Why Wall Street falls this Tuesday

Wall Street and the Chilean stock market ended the session this Tuesday with losses thanks to the Strong Purchasing Managers’ Index (PMI) in the United States that worsened the outlook for the Federal Reserve, added to the disappointing projections of large retailers and the renewed geopolitical tensions between Russia and the Westall this following an extended weekend in the American square for yesterday’s holiday.

At the close of the New York Stock Exchange, the Nasdaq Composite lost 2.50% -its biggest daily drop since December 15-, the S&P 500 fell 2.00% and the Dow Jones fell 2.06%. In the credit market, the two-year Treasury note jumped 11.4 basis points to 4.73%, its highest level since July 2007.

BlackRock: “We do not believe the Fed will cut rates in 2023”

Walmart (0.59%) disappointed in its earnings forecast for 2023but it beat estimates for reported revenue and earnings, positioning itself as the only Dow Jones stock with a positive performance. Home Depot (-7.09%) also did not meet expectations in its projectionssomething that in this case led it to be located in the last place of the index.

In the Santiago Stock Exchange, the S&P IPSA fell 1.30% to 5,261.37 points -lowest since January-leading the losses Cencoshopp (-5.35%), Mallplaza (-3.77%) and SQM-B (-3.43%). The price of the dollar in Chile rose above $800.

On the European side, the regional Euro Stoxx 50 lost 0.49%, the FTSE 100 in London fell 0.46%, the CAC 40 in Paris fell 0.37% and the DAX in Frankfurt fell 0.52%.

In Asia, Tokyo’s Nikkei 225 was down 0.21% and Hong Kong’s Hang Seng fell 1.71%, while mainland China’s CSI 300 gained 0.26%.

Economy and politics

According to S&P Global in its February preliminary report,the services PMI in the US jumped from 46.8 to 50.5 pointswhen the consensus of the analysts pointed to an advance of only tenths.It is the first time since June 2022 that the index steps on expansion territory (over 50 points).

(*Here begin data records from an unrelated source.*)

//! Multi-dialect SQL scanner and parser.
//!
//! The pipeline: characters → [`Scanner`] (driven by a [`KeywordSet`]) →
//! tokens → [`Parser`] (keyword-dispatched statements, Pratt expressions,
//! macro frames) → `squill_ast::Statement` values. Dialects layer keyword
//! overlays and handler overrides on top; see [`dialect`].

pub mod dialect;
mod expr;
mod keywords;
mod macros;
mod parser;
mod scanner;
mod stmt;
mod token;

pub use keywords::{is_join, standard, KeywordSet, Match};
pub use parser::{
    parse_metrics_snapshot, reset_parse_metrics, InfixFn, ParseError, ParseMetricsSnapshot,
    Parser, Power, PrefixFn, StatementFn, MAX_PARSE_DEPTH,
};
pub use scanner::{is_letter, LexRule, Scanner, K_MAX};
pub use token::{Symbol, Token, TokenKind};

#[cfg(test)]
mod corpus_tests {
    use super::*;
    use squill_ast::Statement;

    fn parse_clean(sql: &str) -> Vec<Statement> {
        let mut parser = Parser::new(sql);
        let (stmts, errors) = parser.parse_all();
        assert!(errors.is_empty(), "unexpected errors: {errors:#?}");
        assert!(!stmts.is_empty(), "no statements parsed");
        stmts
    }

    const SELECT_SQL: &str = "\
select 1;\n\
select e.dept, count(e.id) as total from employees e group by e.dept;\n\
select distinct_name from t where x in (1, 2, 3) and y between 0 and 9;\n\
select a, b from t1 inner join t2 on t1.id = t2.id left outer join t3 using (id);\n\
select name, case when salary >= 1000 then 'high' else 'low' end as band from employees;\n\
select count(*) filter (where active) over w, rank() over (partition by dept order by salary desc rows between unbounded preceding and current row) from employees window w as (partition by dept);\n\
select a from t order by a desc nulls last limit 10 offset 5;\n\
select a from t union all select a from u;\n\
select cast(total as decimal(10, 2)), price * 1.2, 'it''s', :name, $1, ? from orders;\n\
select sub.a from (select a from t where k = 1) sub where exists (select 1 from u where u.a = sub.a);\n\
select x from t where v = all (select v from u) or v < any (select v from w);\n\
select row(a, b), amount collate fr_fr from t where note like 'x%' and note not in (select note from banned);";

    const DELETE_SQL: &str = "\
delete from sessions where expires_at < now();\n\
delete from logs where level = 'debug' returning id;";

    const UPDATE_SQL: &str = "\
update employees set salary = salary * 1.1 where dept = 'eng';\n\
update t set (a, b) = (1, 2), c = 3 from u where t.id = u.id returning *;";

    const MERGE_SQL: &str = "\
merge into target t using source s on t.id = s.id when matched and s.deleted then delete when matched then update set t.v = s.v when not matched then insert (id, v) values (s.id, s.v);";

    const INSERT_SQL: &str = "\
insert into t (a, b) values (1, 'x'), (2, 'y');\n\
insert into t select a, b from u where b is not null;\n\
insert into t (a) values (1) on conflict (a) do update set b = 2 where t.a > 0 returning a;\n\
insert into t (a) values (1) on conflict do nothing;";

    const TRANSACTIONS_SQL: &str = "\
start transaction read write, isolation level repeatable read;\n\
savepoint before_update;\n\
update accounts set balance = balance - 10 where id = 1;\n\
release savepoint before_update;\n\
rollback to savepoint before_update;\n\
set transaction read only;\n\
commit;\n\
rollback;";

    const SCRIPT_SQL: &str = "\
declare total int default 0;\n\
set total = total + 1;\n\
if total > 10 then select 'big'; elsif total > 5 then select 'medium'; else select 'small'; end if;\n\
while total > 0 do set total = total - 1; end while;\n\
begin select 1; select 2; end;\n\
return total;\n\
case when total = 0 then select 'done'; else select 'pending'; end;";

    const CALL_SQL: &str = "\
call cleanup();\n\
call reschedule(42, 'daily');\n\
call notify(user -> 'root', level -> 2);";

    const TABLES_SQL: &str = "\
create table if not exists employees (id int primary key, name varchar(255) not null, dept_id int references departments(id), salary decimal(10, 2) default 0, check (salary >= 0));\n\
create temp table scratch (k int, v text, constraint pk_scratch primary key (k), foreign key (k) references t(k), unique (v));\n\
create table derived (total int generated always as (a + b) stored);\n\
alter table employees rename to staff;\n\
alter table staff rename column name to full_name;\n\
alter table staff add column if not exists badge int;\n\
alter table staff drop column if exists badge;\n\
alter table staff add constraint ck_salary check (salary >= 0);\n\
alter table staff drop constraint if exists ck_salary;\n\
drop table if exists scratch;\n\
create view active_staff (id, full_name) as select id, full_name from staff where active;\n\
drop view if exists active_staff;\n\
truncate table audit_log restart identity cascade;";

    const PROCEDURES_SQL: &str = "\
create procedure bump(in who varchar(64), inout amount int default 1) language sql begin update balances set total = total + amount where name = who; end;\n\
create or replace procedure reset_all() begin delete from balances; return; end;";

    const PERMS_SQL: &str = "\
grant select, insert on payroll to hr_app, auditors;\n\
grant all privileges on payroll to dba;\n\
revoke update on payroll from hr_app;";

    const WITH_SQL: &str = "\
with recent (id, seen) as (select id, max(seen) from events group by id) select r.id from recent r;\n\
with recursive walk as (select id, parent from nodes where parent is null union all select n.id, n.parent from nodes n) select id from walk;";

    #[test]
    fn corpus_select() {
        assert_eq!(parse_clean(SELECT_SQL).len(), 12);
    }

    #[test]
    fn corpus_delete() {
        assert_eq!(parse_clean(DELETE_SQL).len(), 2);
    }

    #[test]
    fn corpus_update() {
        assert_eq!(parse_clean(UPDATE_SQL).len(), 2);
    }

    #[test]
    fn corpus_merge() {
        assert_eq!(parse_clean(MERGE_SQL).len(), 1);
    }

    #[test]
    fn corpus_insert() {
        assert_eq!(parse_clean(INSERT_SQL).len(), 4);
    }

    #[test]
    fn corpus_transactions() {
        assert_eq!(parse_clean(TRANSACTIONS_SQL).len(), 8);
    }

    #[test]
    fn corpus_script() {
        assert_eq!(parse_clean(SCRIPT_SQL).len(), 7);
    }

    #[test]
    fn corpus_call() {
        assert_eq!(parse_clean(CALL_SQL).len(), 3);
    }

    #[test]
    fn corpus_tables() {
        assert_eq!(parse_clean(TABLES_SQL).len(), 13);
    }

    #[test]
    fn corpus_procedures() {
        assert_eq!(parse_clean(PROCEDURES_SQL).len(), 2);
    }

    #[test]
    fn corpus_perms() {
        assert_eq!(parse_clean(PERMS_SQL).len(), 3);
    }

    #[test]
    fn corpus_with() {
        let stmts = parse_clean(WITH_SQL);
        assert_eq!(stmts.len(), 2);
        for stmt in &stmts {
            match stmt.unwrap() {
                Statement::With(with) => {
                    assert!(!with.queries.is_empty());
                    assert!(with
                        .queries
                        .iter()
                        .all(|q| matches!(q, Statement::Cte(_))));
                }
                other => panic!("expected WITH, got {other:?}"),
            }
        }
    }

    #[test]
    fn missing_comma_in_projection_is_an_error() {
        let mut parser = Parser::new(
            "select e.dept count(e.id) from employees e \
             where e.salary >= 1000 and e.manager is null group by e.dept;",
        );
        let (_, errors) = parser.parse_all();
        assert_eq!(errors.len(), 1, "exactly one syntax error expected");
    }

    #[test]
    fn select_one_has_expected_shape() {
        let stmts = parse_clean("SELECT 1;");
        match &stmts[0] {
            Statement::Select(select) => {
                assert_eq!(select.columns.len(), 1);
                assert!(select.tables.is_empty());
                assert!(matches!(
                    &select.columns[0],
                    Statement::Value(v) if v.literal == "1"
                ));
            }
            other => panic!("expected select, got {other:?}"),
        }
    }

    #[test]
    fn comments_attach_to_statements() {
        let stmts = parse_clean("-- who is active\nselect a from t; -- trailing\nselect b from u;");
        match &stmts[0] {
            Statement::Commented(c) => {
                assert_eq!(c.before, vec!["who is active".to_string()]);
                assert_eq!(c.after.as_deref(), Some("trailing"));
                assert!(matches!(*c.inner, Statement::Select(_)));
            }
            other => panic!("expected commented statement, got {other:?}"),
        }
        assert!(matches!(&stmts[1], Statement::Select(_)));
    }

    #[test]
    fn canonical_rendering_reparses() {
        let sources = [
            "select a, b from t where x = 1 and y < 2 group by a having count(b) > 1;",
            "select * from a join b on a.id = b.id and b.k = 1;",
            "with c as (select a from t) select c.a from c;",
            "insert into t (a, b) values (1, 2);",
            "delete from t where a between 1 and 10;",
            "update t set a = a + 1 where b is null;",
        ];
        for source in sources {
            let first = parse_clean(source);
            let rendered = format!("{};", first[0]);
            let second = parse_clean(&rendered);
            assert_eq!(first[0], second[0], "round-trip failed for {source}");
        }
    }
}

#[cfg(test)]
mod proptest_roundtrip {
    use super::*;
    use proptest::prelude::*;

    fn keyword_set() -> KeywordSet {
        let mut set = standard();
        set.prepare();
        set
    }

    fn arb_ident() -> BoxedStrategy<String> {
        prop::string::string_regex("[a-z][a-z0-9_]{0,6}")
            .expect("valid regex")
            .prop_filter("must not be a keyword", |s| {
                let set = keyword_set();
                !set.is(&[s.as_str()]).2
            })
            .boxed()
    }

    fn arb_expr(depth: u32) -> BoxedStrategy<String> {
        if depth == 0 {
            prop_oneof![
                arb_ident(),
                any::<u32>().prop_map(|n| n.to_string()),
                Just("NULL".to_string()),
            ]
            .boxed()
        } else {
            prop_oneof![
                2 => arb_expr(depth - 1),
                2 => (arb_expr(depth - 1), arb_expr(depth - 1))
                    .prop_map(|(a, b)| format!("{a} + {b}")),
                2 => (arb_expr(depth - 1), arb_expr(depth - 1))
                    .prop_map(|(a, b)| format!("{a} = {b}")),
                1 => (arb_expr(depth - 1), arb_expr(depth - 1), arb_expr(depth - 1))
                    .prop_map(|(a, b, c)| format!("{a} between {b} and {c}")),
                1 => (arb_ident(), proptest::collection::vec(arb_expr(0), 1..4))
                    .prop_map(|(name, args)| format!("{name}({})", args.join(", "))),
                1 => arb_expr(depth - 1).prop_map(|e| format!("({e})")),
            ]
            .boxed()
        }
    }

    proptest! {
        #[test]
        fn generated_selects_parse_and_rerender_stably(
            cols in proptest::collection::vec(arb_expr(2), 1..4),
            table in arb_ident(),
            pred in arb_expr(2),
        ) {
            let sql = format!("select {} from {table} where {pred};", cols.join(", "));
            let mut parser = Parser::new(sql.as_str());
            let (stmts, errors) = parser.parse_all();
            prop_assert!(errors.is_empty(), "errors for {}: {:?}", sql, errors);
            prop_assert_eq!(stmts.len(), 1);

            // Rendering and reparsing must reach a fixed point.
            let rendered = format!("{};", stmts[0]);
            let mut reparser = Parser::new(rendered.as_str());
            let (restmts, reerrors) = reparser.parse_all();
            prop_assert!(reerrors.is_empty(), "reparse errors for {}", rendered);
            prop_assert_eq!(&stmts[0], &restmts[0]);
        }

        #[test]
        fn keyword_probe_never_panics(words in proptest::collection::vec("[a-z]{1,10}", 1..6)) {
            let set = keyword_set();
            let refs: Vec<&str> = words.iter().map(String::as_str).collect();
            let _ = set.is(&refs);
        }
    }
}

The US economic strength allows the market to anticipate a more restrictive stance from the Federal Reserve. Futures traders raised their expectations for the terminal rate the Fed is expected to reach in August, from 5.28% to 5.36% in 24 hours.

“Although stocks have staged an impressive rally so far this year, markets are still trying to adjust to the reality that the Fed is unlikely to turn around,” BMO Family Office chief investment officer Carol Schleif was quoted as saying. Bloomberg.

“Rather it is focused on fighting inflation, which suggests that investors should be prepared for interest rates to stay higher for longer,” he added.

Meanwhile, the signs of recession in the real estate market are still in force. Second-hand home sales fell 0.7% month-on-month in January to the lowest since 2010, different from the 2.0% rise expected by analysts. In addition, the series for the previous month was revised downward.

Equities have been pressured lower early on by news from the geopolitical front. “The main Chinese diplomat, Wang Yi, will discuss the war in Ukraine with senior Russian officials this week. The meeting raises alarm among Western countries, due to the ties that might be strengthened between Beijing and Moscow,” Banchile Inversiones said in its report. diary.

And the president of Russia, Vladimir Putin, reaffirmed on Tuesday its determination to continue the war in Ukrainejust a year following the invasion.

Also announced that it will suspend its participation in the New START Arms Control Treatycharging that some in Washington are thinking of resuming nuclear tests.